Digital is playing a leading role across every part of the journey, says Publicis Sapient director Simon Cox
On Friday 29 June 2018, the Swedish flight monitoring service FlightRadar24 tracked 202,157 aircraft in the skies across the world. It was the first time the figure had exceeded 200,000 in a single day. It’s a staggering figure – over 19,000 flights were in the air at one time – symbolic of the growth in air travel, with an estimated 4.6 billion passengers taking to the air in 2019, a 130% increase over the last 15 years. By 2037, China alone will account for an extra 1 billion air travellers.
Whilst the exponential growth in passenger numbers represents a huge commercial opportunity for the aviation industry, it will undoubtedly bring with it increased competition across the entire value chain, alongside a shift in passenger expectations, as an increasingly tech-savvy audience will expect digital to play a leading role in the passenger experience across every part of the journey.
The question is whether a capital-intensive industry can build its way to success – against the backdrop of huge economic and political costs of building physical infrastructure – or is there a different way? Are there a new set of imperatives, built around the passenger, that will increase capacity, and more importantly, help unlock the next generation passenger experience?
Globally, 39.9% or airport revenues come from non-aeronautical sources – retail and car parking representing the biggest contributors. Whilst ancillary purchases now account for 10.7% of total airline revenue. With increasing competition, unlocking non-aeronautical and ancillary revenue is commercially critical. It’s why when you consult with airports and airlines you will often come up against the businesses desire ‘to own the customer journey’.
Owning the customer journey represents the ambition to stay ever-present across the research, booking and travelling parts of the passenger journey, in the hope of finding unmet needs which will increase the opportunity for additional revenue. Flip from the business view to the passenger view however, and you quickly realise ‘owning the passenger journey’ is the wrong frame.

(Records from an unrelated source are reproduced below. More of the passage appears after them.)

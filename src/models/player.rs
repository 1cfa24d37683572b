use serde::{Deserialize, Serialize};
use std::fmt;
use std::str::FromStr;

use super::ParseError;
use crate::constants::placeholder;

#[derive(Debug, Clone, Copy, PartialEq, Eq, Hash, PartialOrd, Ord, Serialize, Deserialize)]
#[serde(rename_all = "SCREAMING_SNAKE_CASE")]
pub enum Position {
    Goalie,
    Defender,
    Forward,
}

impl Position {
    pub fn is_skater(self) -> bool {
        !matches!(self, Position::Goalie)
    }

    pub fn as_str(self) -> &'static str {
        match self {
            Position::Goalie => "GOALIE",
            Position::Defender => "DEFENDER",
            Position::Forward => "FORWARD",
        }
    }
}

impl fmt::Display for Position {
    fn fmt(&self, f: &mut fmt::Formatter<'_>) -> fmt::Result {
        f.pad(self.as_str())
    }
}

/// Accepts the stored upper-case names plus the single-letter roster file codes.
impl FromStr for Position {
    type Err = ParseError;

    fn from_str(s: &str) -> Result<Self, Self::Err> {
        match s.trim().to_ascii_uppercase().as_str() {
            "GOALIE" | "G" => Ok(Position::Goalie),
            "DEFENDER" | "D" => Ok(Position::Defender),
            "FORWARD" | "F" => Ok(Position::Forward),
            _ => Err(ParseError::UnknownPosition(s.to_string())),
        }
    }
}

#[derive(Debug, Clone, PartialEq, Eq, Hash, Serialize, Deserialize)]
#[serde(rename_all = "camelCase")]
pub struct Player {
    pub id: String,
    pub name: String,
    pub jersey_number: u8,
    pub position: Position,
    #[serde(default)]
    pub team_id: String,
}

impl Player {
    pub fn new(
        id: impl Into<String>,
        name: impl Into<String>,
        jersey_number: u8,
        position: Position,
        team_id: impl Into<String>,
    ) -> Self {
        Player {
            id: id.into(),
            name: name.into(),
            jersey_number,
            position,
            team_id: team_id.into(),
        }
    }

    /// The stand-in for an assist whose author was not seen.
    pub fn placeholder() -> Self {
        Player {
            id: placeholder::PLAYER_ID.to_string(),
            name: placeholder::PLAYER_NAME.to_string(),
            jersey_number: 0,
            position: Position::Forward,
            team_id: String::new(),
        }
    }

    pub fn is_placeholder(&self) -> bool {
        self.id == placeholder::PLAYER_ID
    }

    pub fn is_goalie(&self) -> bool {
        self.position == Position::Goalie
    }
}

#[cfg(test)]
mod tests {
    use super::*;

    #[test]
    fn test_position_parsing() {
        assert_eq!("GOALIE".parse::<Position>(), Ok(Position::Goalie));
        assert_eq!("d".parse::<Position>(), Ok(Position::Defender));
        assert_eq!(" Forward ".parse::<Position>(), Ok(Position::Forward));
        assert_eq!(
            "WINGER".parse::<Position>(),
            Err(ParseError::UnknownPosition("WINGER".to_string()))
        );
    }

    #[test]
    fn test_player_serialization_uses_document_names() {
        let player = Player::new("p1", "Ion Popescu", 17, Position::Defender, "t1");
        let json = serde_json::to_value(&player).unwrap();
        assert_eq!(json["jerseyNumber"], 17);
        assert_eq!(json["position"], "DEFENDER");
        assert_eq!(json["teamId"], "t1");
    }

    #[test]
    fn test_placeholder_identity() {
        let placeholder = Player::placeholder();
        assert!(placeholder.is_placeholder());
        assert_eq!(placeholder.name, "Unknown Player");
        assert!(!Player::new("p1", "Unknown Player", 0, Position::Forward, "").is_placeholder());
    }
}
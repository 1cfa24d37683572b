use serde::{Deserialize, Serialize};

use super::ActionType;

/// Which bench an event or a score line belongs to.
#[derive(Debug, Clone, Copy, PartialEq, Eq, Hash)]
pub enum Side {
    Home,
    Away,
}

impl Side {
    pub fn opponent(self) -> Side {
        match self {
            Side::Home => Side::Away,
            Side::Away => Side::Home,
        }
    }
}

/// Running totals for one side of a game.
///
/// A goal also counts as a shot, so `goals <= shots` holds for any score built
/// through [`ScoreData::add`] and [`ScoreData::subtract`].
#[derive(Debug, Clone, Copy, Default, PartialEq, Eq, Serialize, Deserialize)]
pub struct ScoreData {
    #[serde(default)]
    pub goals: u32,
    #[serde(default)]
    pub shots: u32,
    #[serde(default)]
    pub turnovers: u32,
    #[serde(default)]
    pub hits: u32,
}

impl ScoreData {
    pub fn add(&mut self, action: ActionType) {
        match action {
            ActionType::Goal => {
                self.goals += 1;
                self.shots += 1;
            }
            ActionType::Shot => self.shots += 1,
            ActionType::Hit => self.hits += 1,
            ActionType::Turnover => self.turnovers += 1,
        }
    }

    /// Mirror of [`ScoreData::add`]; saturates at zero.
    pub fn subtract(&mut self, action: ActionType) {
        match action {
            ActionType::Goal => {
                self.goals = self.goals.saturating_sub(1);
                self.shots = self.shots.saturating_sub(1);
            }
            ActionType::Shot => self.shots = self.shots.saturating_sub(1),
            ActionType::Hit => self.hits = self.hits.saturating_sub(1),
            ActionType::Turnover => self.turnovers = self.turnovers.saturating_sub(1),
        }
    }
}

#[derive(Debug, Clone, Copy, Default, PartialEq, Eq, Serialize, Deserialize)]
pub struct GameScore {
    #[serde(default)]
    pub home: ScoreData,
    #[serde(default)]
    pub away: ScoreData,
}

impl GameScore {
    pub fn side(&self, side: Side) -> &ScoreData {
        match side {
            Side::Home => &self.home,
            Side::Away => &self.away,
        }
    }

    pub fn side_mut(&mut self, side: Side) -> &mut ScoreData {
        match side {
            Side::Home => &mut self.home,
            Side::Away => &mut self.away,
        }
    }

    pub fn is_tied(&self) -> bool {
        self.home.goals == self.away.goals
    }
}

For many passengers, travel is complex and often stressful. Today’s disintermediated landscape puts the job of navigating multiple relationships across a wide range of needs and interactions on the individual passenger. Research from Google shows there are 419 digital moments, 34 searches, 5 videos and 380 web page visits in the end-to-end passenger journey, taking place over 2 months, with 87% of the activity on a mobile device.
No single player can ‘own’ all this activity. But brands can play a more active role, building a customer experience that reduces complexity, and adds value for both the passenger and their own business. And the characteristics of aeronautical businesses makes them perfectly suited to become the orchestrator of this wider value – as they sit between large value pools and growing consumer bases.
Take Dubai Airports as an example. One the one hand they play a role in a huge value pool – tourist spending in 2017 was $21.04bn, of which the airport will see ~5-7%. On the other hand, they are interfacing with a large and growing passenger base – 89.1m in 2018, making Dubai airport that largest international airport in the world. By playing an orchestration role between the value pool (producers of products and services targeted at passengers) and the 89.1m passenger base (the consumers of these products and services), Dubai airport can reduce complexity for the passenger and increase non-aeronautical revenue for the business.
Let’s look at how this could play out in the customer experience. A passenger is flying from Dubai to Heathrow for the first time and needs to book onward travel into London. Dubai could take the Heathrow Express API into their app and make the service available to their passengers, using the airports own data to target passengers flying to London before they take-off, and taking a small revenue share of tickets sold. They could take the same approach with Ticketmaster for concert tickets, or OpenTable for restaurant bookings. All examples of making the passenger experience less complex, and orchestrating value as the interface between the producer and the consumer.
Realising this opportunity will require a shift from the traditional linear way in which aeronautical business typically create value. A shift from owning to orchestration of the passenger experience, from competition to coopetition with other suppliers in the value chain; a move from maximising value to volume as leveraging the scale of the customer base becomes and imperative, and finally from building closed to open API driven digital ecosystem that can access a long tail of producers of products and services.
Management guru Peter Drucker famously stated that the purpose of business is “to create a customer”. And by becoming the orchestrator of positive interactions across the passenger journey aeronautical businesses will radically improve the customer experience by removing complexity, and create new segments of customers who have additional money to spend, but today can’t see a reason to spend it with airlines and airports.